À l'occasion du dernier bouquin de Todd, ("la défaite de l'Occident") et du sentiment de lassitude qui s'établit à n'assister qu'aux expressions désabusées de révolte envers toujours la même chose (ce qui meut ma graphomanie, par ailleurs), on réalisera que ce sentiment se généralise et imbibe la totalité de notre monde. On assiste ainsi médusé au discours d'Ursula Van der Lyen à Davos, qui explique qu'il faut positiver au lieu de se disputer et que (donc) l'administration de l'information devient essentielle, la désinformation et donc les mauvaises pensées devant être combattues. Agrémenté de l'annonce de la défaite militaire de la Russie, le discours a une forte apparence d'irréel manipulé, du moins pour ceux qui l'ont écouté, les commentaires imprudents, explicitement menacés, tenant à leur survie.

Car il n'y a plus, effectivement, que cela: la motivation positivée du monde face au désespoir exprimé envers le monde, les deux sentiments en boucle formant ce que Todd appelle le nihilisme occidental en train de se défaire, mais on ne sait pas vers où ou pour quoi. On remarquera les caractères comparables des deux élites en compétition pour l'opinion du monde, l'une officielle, l'autre complotiste, toutes deux acharnées à l'insulte et à la domination des âmes, forcées à choisir l'une des rives d'un large fleuve, voire l'une des falaises d'un détroit. 

On remarquera par ailleurs que les complotistes ne sont pas forcément tous désespérés, certains prévoyant avec gourmandise une multipolarité qui donnerait le pouvoir du monde aux ex dominés, les tenants du "sud global", en gros la Chine triomphante qui veut se venger du traumatisme subi il y a deux siècles avec un objectif à 2049, je vous raconte pas le défilé qui aura lieu. Au milieu, l'Inde mystérieuse, en pleine ascension et ouvertement candidate à la domination alternative. Sans parler du dollar sur la pente de son abandon, le pétrole du Moyen-Orient commençant à se négocier en yuan, et les flux financiers mondiaux s'installant sur des réseaux à l'écart des services US. De manière générale, la dépendance non maitrisée de l'Occident envers les ressources et services du sud est maintenant éclatante. 

Mais revenons à notre Occident, effectivement menacé par la multipolarité, mais surtout par lui-même. 

La thèse de Todd est que l'abandon complet du protestantisme par l'Occident capitaliste a conduit l'ensemble de la société à un nihilisme global qui affecte toute la hiérarchie sociale. Nihilisme des valeurs mais aussi des comportements, ceux-ci devenant absurdes, et au final, inconsciemment suicidaires. Inconsciemment, car le discours officiel, conscient est lui positif, voire entreprenant. La folie est une perte non de la raison, mais de la conscience de soi. 
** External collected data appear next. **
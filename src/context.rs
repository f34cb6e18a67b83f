use std::sync::Arc;

use anyhow::Context as _;
use winit::window::Window;

use crate::{
    camera::{Camera, CameraResources, Projection},
    config::SceneConfig,
    data_structures::texture,
    pipelines::{basic::mk_basic_pipeline, light::LightResources},
};

/// Window, GPU handles and the scene-wide resources every flow renders with.
pub struct Context {
    pub(crate) window: Arc<Window>,
    pub(crate) depth_texture: texture::Texture,
    /// Colour target resolved into the surface, `None` without MSAA.
    pub(crate) msaa_texture: Option<texture::Texture>,
    pub sample_count: u32,
    pub surface: wgpu::Surface<'static>,
    pub device: Arc<wgpu::Device>,
    pub queue: Arc<wgpu::Queue>,
    pub config: wgpu::SurfaceConfiguration,
    pub camera: CameraResources,
    pub projection: Projection,
    pub light: LightResources,
    pub pipeline: wgpu::RenderPipeline,
    pub clear_colour: wgpu::Color,
}

/// The parts of a [`Context`] a flow needs while it is being constructed,
/// before the frame loop starts.
#[derive(Clone)]
pub struct InitContext {
    pub device: Arc<wgpu::Device>,
    pub queue: Arc<wgpu::Queue>,
    pub config: SceneConfig,
}

impl Context {
    pub async fn new(window: Arc<Window>, scene: &SceneConfig) -> anyhow::Result<Self> {
        let size = window.inner_size();

        // The instance is a handle to our GPU
        // BackendBit::PRIMARY => Vulkan + Metal + DX12 + Browser WebGPU
        log::info!("WGPU setup");
        let instance = wgpu::Instance::new(&wgpu::InstanceDescriptor {
            #[cfg(not(target_arch = "wasm32"))]
            backends: wgpu::Backends::PRIMARY,
            #[cfg(target_arch = "wasm32")]
            backends: wgpu::Backends::GL,
            ..Default::default()
        });

        let surface = instance
            .create_surface(window.clone())
            .context("Could not create a surface for the window")?;

        let adapter = instance
            .request_adapter(&wgpu::RequestAdapterOptions {
                power_preference: wgpu::PowerPreference::default(),
                compatible_surface: Some(&surface),
                force_fallback_adapter: false,
            })
            .await
            .context("No graphics adapter can present to this window")?;
        log::info!("Using adapter {:?}", adapter.get_info().name);

        let (device, queue) = adapter
            .request_device(
                &wgpu::DeviceDescriptor {
                    label: None,
                    required_features: wgpu::Features::empty(),
                    // WebGL doesn't support all of wgpu's features, so if
                    // we're building for the web we'll have to disable some.
                    required_limits: if cfg!(target_arch = "wasm32") {
                        wgpu::Limits::downlevel_webgl2_defaults()
                    } else {
                        wgpu::Limits::default()
                    },
                    memory_hints: Default::default(),
                },
                None,
            )
            .await
            .context("Could not open the graphics device")?;

        let surface_caps = surface.get_capabilities(&adapter);
        // The shader assumes an sRGB surface, anything else renders too dark.
        let surface_format = surface_caps
            .formats
            .iter()
            .copied()
            .find(|f| f.is_srgb())
            .or_else(|| surface_caps.formats.first().copied())
            .context("The surface supports no texture formats")?;
        let config = wgpu::SurfaceConfiguration {
            usage: wgpu::TextureUsages::RENDER_ATTACHMENT,
            format: surface_format,
            width: size.width.max(1),
            height: size.height.max(1),
            present_mode: surface_caps
                .present_modes
                .first()
                .copied()
                .unwrap_or(wgpu::PresentMode::Fifo),
            alpha_mode: surface_caps
                .alpha_modes
                .first()
                .copied()
                .unwrap_or(wgpu::CompositeAlphaMode::Auto),
            view_formats: vec![],
            desired_maximum_frame_latency: 2,
        };
        surface.configure(&device, &config);

        let sample_count = pick_sample_count(
            adapter.get_texture_format_features(config.format).flags,
            adapter
                .get_texture_format_features(texture::Texture::DEPTH_FORMAT)
                .flags,
        );
        log::info!("Rendering with {sample_count}x MSAA");

        let projection = Projection::new(
            config.width,
            config.height,
            scene.projection.fovy,
            scene.projection.znear,
            scene.projection.zfar,
        );
        let camera = Camera::new(scene.camera_position, (0.0, 0.0, 0.0));
        let camera = CameraResources::new(&device, camera, &projection);

        let depth_texture = texture::Texture::create_depth_texture(
            &device,
            [config.width, config.height],
            sample_count,
            "depth_texture",
        );
        let msaa_texture = mk_msaa_texture(&device, &config, sample_count);

        let light = LightResources::new(&scene.light, &device);

        let pipeline = mk_basic_pipeline(
            &device,
            config.format,
            sample_count,
            &camera.bind_group_layout,
            &light.bind_group_layout,
        );

        Ok(Self {
            window,
            depth_texture,
            msaa_texture,
            sample_count,
            surface,
            device: Arc::new(device),
            queue: Arc::new(queue),
            config,
            camera,
            projection,
            light,
            pipeline,
            clear_colour: wgpu::Color {
                r: 0.0,
                g: 0.0,
                b: 0.0,
                a: 1.0,
            },
        })
    }

    pub fn init_context(&self, config: &SceneConfig) -> InitContext {
        InitContext {
            device: self.device.clone(),
            queue: self.queue.clone(),
            config: config.clone(),
        }
    }

    pub fn window(&self) -> &Window {
        &self.window
    }

    /// Matches surface, depth buffer and projection to the new window size.
    pub fn resize(&mut self, width: u32, height: u32) {
        if resize_surface_config(&mut self.config, &mut self.projection, width, height) {
            self.surface.configure(&self.device, &self.config);
            self.depth_texture = texture::Texture::create_depth_texture(
                &self.device,
                [self.config.width, self.config.height],
                self.sample_count,
                "depth_texture",
            );
            self.msaa_texture = mk_msaa_texture(&self.device, &self.config, self.sample_count);
        }
    }

    pub fn reconfigure(&self) {
        self.surface.configure(&self.device, &self.config);
    }
}

/// Samples per pixel of the colour and depth targets.
pub const MSAA_SAMPLES: u32 = 4;

/// 4x MSAA when the surface format can be multisampled and resolved and the
/// depth format can be multisampled, single sampling otherwise.
pub fn pick_sample_count(
    colour: wgpu::TextureFormatFeatureFlags,
    depth: wgpu::TextureFormatFeatureFlags,
) -> u32 {
    if colour.sample_count_supported(MSAA_SAMPLES)
        && colour.contains(wgpu::TextureFormatFeatureFlags::MULTISAMPLE_RESOLVE)
        && depth.sample_count_supported(MSAA_SAMPLES)
    {
        MSAA_SAMPLES
    } else {
        1
    }
}

fn mk_msaa_texture(
    device: &wgpu::Device,
    config: &wgpu::SurfaceConfiguration,
    sample_count: u32,
) -> Option<texture::Texture> {
    (sample_count > 1).then(|| {
        texture::Texture::create_multisampled_framebuffer(device, config, sample_count, "msaa_texture")
    })
}

/// Applies a new size to the surface configuration and the projection.
/// Returns `false` for zero sizes, which happen while minimized.
pub fn resize_surface_config(
    config: &mut wgpu::SurfaceConfiguration,
    projection: &mut Projection,
    width: u32,
    height: u32,
) -> bool {
    if width == 0 || height == 0 {
        return false;
    }
    config.width = width;
    config.height = height;
    projection.resize(width, height);
    true
}

#[cfg(test)]
mod tests {
    use cgmath::Deg;

    use super::*;

    fn surface_config(width: u32, height: u32) -> wgpu::SurfaceConfiguration {
        wgpu::SurfaceConfiguration {
            usage: wgpu::TextureUsages::RENDER_ATTACHMENT,
            format: wgpu::TextureFormat::Bgra8UnormSrgb,
            width,
            height,
            present_mode: wgpu::PresentMode::Fifo,
            alpha_mode: wgpu::CompositeAlphaMode::Auto,
            view_formats: vec![],
            desired_maximum_frame_latency: 2,
        }
    }

    #[test]
    fn resize_updates_surface_and_aspect() {
        let mut config = surface_config(800, 600);
        let mut projection = Projection::new(800, 600, Deg(75.0), 0.1, 1000.0);

        assert!(resize_surface_config(&mut config, &mut projection, 1920, 1080));
        assert_eq!((config.width, config.height), (1920, 1080));
        assert!((projection.aspect() - 1920.0 / 1080.0).abs() < 1e-6);
    }

    #[test]
    fn msaa_needs_support_for_colour_and_depth() {
        use wgpu::TextureFormatFeatureFlags as Flags;
        let x4 = Flags::MULTISAMPLE_X4 | Flags::MULTISAMPLE_RESOLVE;

        assert_eq!(pick_sample_count(x4, Flags::MULTISAMPLE_X4), MSAA_SAMPLES);
        assert_eq!(pick_sample_count(x4, Flags::empty()), 1);
        assert_eq!(pick_sample_count(Flags::MULTISAMPLE_X2, Flags::MULTISAMPLE_X4), 1);
        // Multisampled but not resolvable into the surface
        assert_eq!(pick_sample_count(Flags::MULTISAMPLE_X4, Flags::MULTISAMPLE_X4), 1);
    }

    #[test]
    fn zero_sizes_are_ignored() {
        let mut config = surface_config(800, 600);
        let mut projection = Projection::new(800, 600, Deg(75.0), 0.1, 1000.0);

        assert!(!resize_surface_config(&mut config, &mut projection, 0, 600));
        assert!(!resize_surface_config(&mut config, &mut projection, 800, 0));
        assert_eq!((config.width, config.height), (800, 600));
        assert!((projection.aspect() - 800.0 / 600.0).abs() < 1e-6);
    }
}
Quitte à plonger, je voudrais rebondir sur cette plainte là, la perte des "valeurs" comme cause fondamentale de la tragédie en cours reprise par Todd l'"anglo-breton-juif", dont la famille juive alsacienne n'a eu son premier mariage mixte qu'au début du XXème siècle, et qui marqué par l'Occident, en particulier britannique, se met à renier bien des points de vues. Pour cela, pourquoi ne pas ressortir ma théorie des 3 esprits, le "spirituel" lieu de la conscience de soi et des autres se trouvant être ce que l'Occident a en fait abandonné, provoquant de très graves dommages à la civilisation. 
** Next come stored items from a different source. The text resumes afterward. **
fn main() {
    if let Err(e) = car_scene::run_scene() {
        eprintln!("car-scene: {e:#}");
        std::process::exit(1);
    }
}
On rappellera ici la théorie des 3 expressions de la pensée, respectivement le rationnel, l'émotionnel et le spirituel. Seul le spirituel manifeste la conscience de soi et des autres, et donc permet à l'individu humain de considérer l'"autre", qu'il soit lui-même, l'autre humain, ou l'autre absolu, le divin invisible. Les activités mentales dans les différents modes sont simultanées, d'intensités respectives variables et structurent les activités mentales et les activités tout court. La référence explicite assumée au spirituel se perd, car considérée liée au religieux discrédité ou aux idéaux en général, tous suspects de ringardise. L'émotionnel tient lieu de justification à tout, dirigé par la froide rationalité, apte seule à calmer le sentiment d'injustice attaché à la douleur émotive seul moteur, avec le cynisme, de la psyché moderne.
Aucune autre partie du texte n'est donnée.